Task to complete
Only the lines below, from the one with "use crate::react::Planner;" through the one with "Ok(Arc::new(MockLlmClient::new()))", are to be written out, exactly.

*** Provided information Section Begins ***

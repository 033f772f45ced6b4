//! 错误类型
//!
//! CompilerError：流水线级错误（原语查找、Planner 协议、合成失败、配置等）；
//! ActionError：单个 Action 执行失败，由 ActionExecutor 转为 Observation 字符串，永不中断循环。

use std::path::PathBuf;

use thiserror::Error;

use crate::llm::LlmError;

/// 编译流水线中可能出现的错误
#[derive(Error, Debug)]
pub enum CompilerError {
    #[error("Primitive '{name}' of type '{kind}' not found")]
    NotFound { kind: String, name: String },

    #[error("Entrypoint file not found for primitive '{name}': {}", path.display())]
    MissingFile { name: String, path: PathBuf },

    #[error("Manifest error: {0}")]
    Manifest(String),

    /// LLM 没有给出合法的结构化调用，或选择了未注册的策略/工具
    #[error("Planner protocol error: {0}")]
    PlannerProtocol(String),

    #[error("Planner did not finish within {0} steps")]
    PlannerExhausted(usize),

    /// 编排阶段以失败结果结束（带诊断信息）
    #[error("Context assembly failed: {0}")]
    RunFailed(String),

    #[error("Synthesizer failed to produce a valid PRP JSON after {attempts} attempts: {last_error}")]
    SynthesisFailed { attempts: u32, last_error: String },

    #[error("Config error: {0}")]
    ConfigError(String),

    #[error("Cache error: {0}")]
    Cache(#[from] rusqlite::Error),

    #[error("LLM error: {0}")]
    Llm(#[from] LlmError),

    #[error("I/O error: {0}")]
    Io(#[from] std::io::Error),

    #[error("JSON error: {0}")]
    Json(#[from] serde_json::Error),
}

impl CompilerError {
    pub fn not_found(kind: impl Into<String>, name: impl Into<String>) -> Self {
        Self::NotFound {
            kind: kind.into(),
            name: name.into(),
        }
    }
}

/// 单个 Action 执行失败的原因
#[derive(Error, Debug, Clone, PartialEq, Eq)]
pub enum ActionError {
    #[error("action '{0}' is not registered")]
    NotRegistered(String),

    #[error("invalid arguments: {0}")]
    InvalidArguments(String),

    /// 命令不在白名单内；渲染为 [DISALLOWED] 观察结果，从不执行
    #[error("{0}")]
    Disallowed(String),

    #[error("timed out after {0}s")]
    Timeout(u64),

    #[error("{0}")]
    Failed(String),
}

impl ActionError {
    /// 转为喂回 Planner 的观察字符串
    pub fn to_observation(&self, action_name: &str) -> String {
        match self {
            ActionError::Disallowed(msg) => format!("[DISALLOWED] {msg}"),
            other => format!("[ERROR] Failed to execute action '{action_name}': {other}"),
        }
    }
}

*** Provided information Section Ends ***
*** Provided information Section Begins ***

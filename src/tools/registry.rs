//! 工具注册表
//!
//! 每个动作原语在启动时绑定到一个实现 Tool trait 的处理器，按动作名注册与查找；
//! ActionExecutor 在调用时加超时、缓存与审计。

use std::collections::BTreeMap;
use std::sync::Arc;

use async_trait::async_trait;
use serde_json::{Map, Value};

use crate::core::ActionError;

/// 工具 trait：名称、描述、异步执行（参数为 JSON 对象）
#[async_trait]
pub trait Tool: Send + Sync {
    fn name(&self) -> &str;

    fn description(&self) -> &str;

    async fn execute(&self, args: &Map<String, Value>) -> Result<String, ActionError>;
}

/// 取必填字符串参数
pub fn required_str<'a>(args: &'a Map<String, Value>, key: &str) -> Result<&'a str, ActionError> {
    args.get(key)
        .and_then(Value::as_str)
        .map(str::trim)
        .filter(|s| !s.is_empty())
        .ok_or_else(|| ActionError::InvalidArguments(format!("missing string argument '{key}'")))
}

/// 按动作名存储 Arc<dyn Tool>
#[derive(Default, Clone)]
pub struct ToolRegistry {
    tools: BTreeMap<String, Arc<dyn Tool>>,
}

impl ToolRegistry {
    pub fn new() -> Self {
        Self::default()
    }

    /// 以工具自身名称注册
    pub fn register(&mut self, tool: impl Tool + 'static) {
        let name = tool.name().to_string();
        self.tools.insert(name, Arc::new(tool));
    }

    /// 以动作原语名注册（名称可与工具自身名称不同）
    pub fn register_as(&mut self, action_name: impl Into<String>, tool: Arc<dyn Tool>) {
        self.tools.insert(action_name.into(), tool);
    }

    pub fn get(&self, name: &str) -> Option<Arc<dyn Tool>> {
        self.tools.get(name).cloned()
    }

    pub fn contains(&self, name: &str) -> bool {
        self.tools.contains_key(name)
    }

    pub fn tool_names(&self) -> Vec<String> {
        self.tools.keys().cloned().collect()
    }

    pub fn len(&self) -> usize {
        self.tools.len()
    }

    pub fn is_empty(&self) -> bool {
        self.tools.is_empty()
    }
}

*** Provided information Section Ends ***
*** Provided information Section Begins ***

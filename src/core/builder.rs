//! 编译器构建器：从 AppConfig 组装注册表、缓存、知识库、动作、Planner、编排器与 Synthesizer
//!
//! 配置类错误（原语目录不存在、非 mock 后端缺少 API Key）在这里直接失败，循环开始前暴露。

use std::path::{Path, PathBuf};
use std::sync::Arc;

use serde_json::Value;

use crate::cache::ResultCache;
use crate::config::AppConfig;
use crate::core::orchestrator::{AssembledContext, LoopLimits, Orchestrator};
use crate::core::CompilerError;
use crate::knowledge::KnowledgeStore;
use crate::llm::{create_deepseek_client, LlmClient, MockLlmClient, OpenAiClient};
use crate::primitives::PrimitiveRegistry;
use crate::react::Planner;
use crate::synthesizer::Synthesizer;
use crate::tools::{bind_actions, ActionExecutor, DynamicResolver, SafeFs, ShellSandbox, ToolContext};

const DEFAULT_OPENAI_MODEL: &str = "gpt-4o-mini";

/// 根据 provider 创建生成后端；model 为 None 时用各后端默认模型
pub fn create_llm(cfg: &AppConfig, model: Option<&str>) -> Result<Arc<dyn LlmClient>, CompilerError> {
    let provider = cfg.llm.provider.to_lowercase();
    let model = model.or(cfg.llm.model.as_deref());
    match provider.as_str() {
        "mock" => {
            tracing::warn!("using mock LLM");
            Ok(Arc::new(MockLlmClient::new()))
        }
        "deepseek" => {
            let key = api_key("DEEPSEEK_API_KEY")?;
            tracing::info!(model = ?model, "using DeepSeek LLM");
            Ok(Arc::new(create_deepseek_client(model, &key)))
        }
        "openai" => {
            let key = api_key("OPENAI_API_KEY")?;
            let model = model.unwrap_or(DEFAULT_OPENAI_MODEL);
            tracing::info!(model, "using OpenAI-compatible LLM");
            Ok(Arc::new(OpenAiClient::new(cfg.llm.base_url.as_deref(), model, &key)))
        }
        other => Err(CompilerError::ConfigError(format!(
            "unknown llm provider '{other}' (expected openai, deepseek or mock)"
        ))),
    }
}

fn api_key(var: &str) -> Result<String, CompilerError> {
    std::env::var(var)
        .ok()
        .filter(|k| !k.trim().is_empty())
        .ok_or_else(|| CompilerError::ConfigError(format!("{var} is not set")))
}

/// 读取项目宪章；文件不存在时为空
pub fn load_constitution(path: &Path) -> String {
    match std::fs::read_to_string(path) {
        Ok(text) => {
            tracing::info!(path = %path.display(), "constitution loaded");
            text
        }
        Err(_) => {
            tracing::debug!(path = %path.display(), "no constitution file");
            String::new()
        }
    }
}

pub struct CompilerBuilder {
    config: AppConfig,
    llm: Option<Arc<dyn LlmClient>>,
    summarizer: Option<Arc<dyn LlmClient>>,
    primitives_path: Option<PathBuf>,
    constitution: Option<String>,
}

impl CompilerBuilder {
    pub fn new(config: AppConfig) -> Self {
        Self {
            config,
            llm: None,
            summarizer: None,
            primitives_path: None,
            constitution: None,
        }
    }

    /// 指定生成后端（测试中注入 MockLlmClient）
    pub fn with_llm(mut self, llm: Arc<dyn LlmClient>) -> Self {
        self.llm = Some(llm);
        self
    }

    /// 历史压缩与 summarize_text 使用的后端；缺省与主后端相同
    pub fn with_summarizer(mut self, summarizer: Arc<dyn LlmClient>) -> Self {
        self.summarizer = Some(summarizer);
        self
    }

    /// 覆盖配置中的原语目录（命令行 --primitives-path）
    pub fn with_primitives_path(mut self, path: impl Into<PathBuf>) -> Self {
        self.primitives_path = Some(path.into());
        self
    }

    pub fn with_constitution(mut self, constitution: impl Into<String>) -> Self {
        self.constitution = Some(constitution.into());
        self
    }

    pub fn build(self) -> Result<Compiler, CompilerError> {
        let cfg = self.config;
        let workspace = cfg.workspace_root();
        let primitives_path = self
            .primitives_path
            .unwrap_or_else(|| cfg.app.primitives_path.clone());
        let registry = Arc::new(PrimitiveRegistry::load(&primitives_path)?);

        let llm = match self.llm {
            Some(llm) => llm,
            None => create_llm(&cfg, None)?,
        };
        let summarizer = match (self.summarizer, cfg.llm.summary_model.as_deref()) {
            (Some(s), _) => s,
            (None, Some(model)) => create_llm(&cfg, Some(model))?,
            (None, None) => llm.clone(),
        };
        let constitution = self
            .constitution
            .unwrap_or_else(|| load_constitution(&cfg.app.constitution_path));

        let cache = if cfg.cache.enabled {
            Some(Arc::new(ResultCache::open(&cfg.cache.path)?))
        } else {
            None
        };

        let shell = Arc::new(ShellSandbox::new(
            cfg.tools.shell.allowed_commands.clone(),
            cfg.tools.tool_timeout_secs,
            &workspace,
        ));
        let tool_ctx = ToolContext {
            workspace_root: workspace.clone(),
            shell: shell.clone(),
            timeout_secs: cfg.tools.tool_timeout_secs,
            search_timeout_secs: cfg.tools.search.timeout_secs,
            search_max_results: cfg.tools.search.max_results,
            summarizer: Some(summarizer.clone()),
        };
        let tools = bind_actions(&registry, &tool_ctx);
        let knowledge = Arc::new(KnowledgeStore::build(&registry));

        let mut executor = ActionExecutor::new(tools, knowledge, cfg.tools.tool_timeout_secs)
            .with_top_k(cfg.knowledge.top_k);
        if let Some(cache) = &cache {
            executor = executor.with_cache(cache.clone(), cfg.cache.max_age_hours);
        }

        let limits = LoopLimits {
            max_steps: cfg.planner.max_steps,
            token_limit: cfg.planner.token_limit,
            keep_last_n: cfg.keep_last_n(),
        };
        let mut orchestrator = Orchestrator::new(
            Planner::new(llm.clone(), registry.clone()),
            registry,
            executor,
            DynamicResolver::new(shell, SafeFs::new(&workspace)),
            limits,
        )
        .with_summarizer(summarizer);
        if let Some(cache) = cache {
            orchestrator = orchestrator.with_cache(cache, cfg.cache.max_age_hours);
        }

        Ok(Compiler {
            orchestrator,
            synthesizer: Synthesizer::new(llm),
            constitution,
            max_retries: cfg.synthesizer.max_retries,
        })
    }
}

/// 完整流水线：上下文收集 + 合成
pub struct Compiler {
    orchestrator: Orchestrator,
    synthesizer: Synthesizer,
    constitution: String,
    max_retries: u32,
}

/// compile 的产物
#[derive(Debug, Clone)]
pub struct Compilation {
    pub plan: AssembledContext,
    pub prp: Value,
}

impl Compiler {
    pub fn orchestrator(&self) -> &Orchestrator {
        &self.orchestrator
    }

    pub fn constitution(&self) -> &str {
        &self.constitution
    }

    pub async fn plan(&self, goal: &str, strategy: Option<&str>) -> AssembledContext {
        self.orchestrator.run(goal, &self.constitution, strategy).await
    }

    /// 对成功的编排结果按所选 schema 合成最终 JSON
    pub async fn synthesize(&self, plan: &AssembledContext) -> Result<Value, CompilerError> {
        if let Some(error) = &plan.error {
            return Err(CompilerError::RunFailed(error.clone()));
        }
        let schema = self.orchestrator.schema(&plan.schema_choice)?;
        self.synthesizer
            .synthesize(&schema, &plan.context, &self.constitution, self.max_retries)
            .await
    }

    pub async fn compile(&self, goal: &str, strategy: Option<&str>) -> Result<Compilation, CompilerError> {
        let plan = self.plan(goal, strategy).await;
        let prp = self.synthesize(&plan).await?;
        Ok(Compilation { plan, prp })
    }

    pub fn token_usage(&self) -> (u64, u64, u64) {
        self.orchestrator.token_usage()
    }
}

*** Provided information Section Ends ***

Reply to the exercise
use crate::react::Planner;
use crate::synthesizer::Synthesizer;
use crate::tools::{bind_actions, ActionExecutor, DynamicResolver, SafeFs, ShellSandbox, ToolContext};

const DEFAULT_OPENAI_MODEL: &str = "gpt-4o-mini";

/// 根据 provider 创建生成后端；model 为 None 时用各后端默认模型
pub fn create_llm(cfg: &AppConfig, model: Option<&str>) -> Result<Arc<dyn LlmClient>, CompilerError> {
    let provider = cfg.llm.provider.to_lowercase();
    let model = model.or(cfg.llm.model.as_deref());
    match provider.as_str() {
        "mock" => {
            tracing::warn!("using mock LLM");
            Ok(Arc::new(MockLlmClient::new()))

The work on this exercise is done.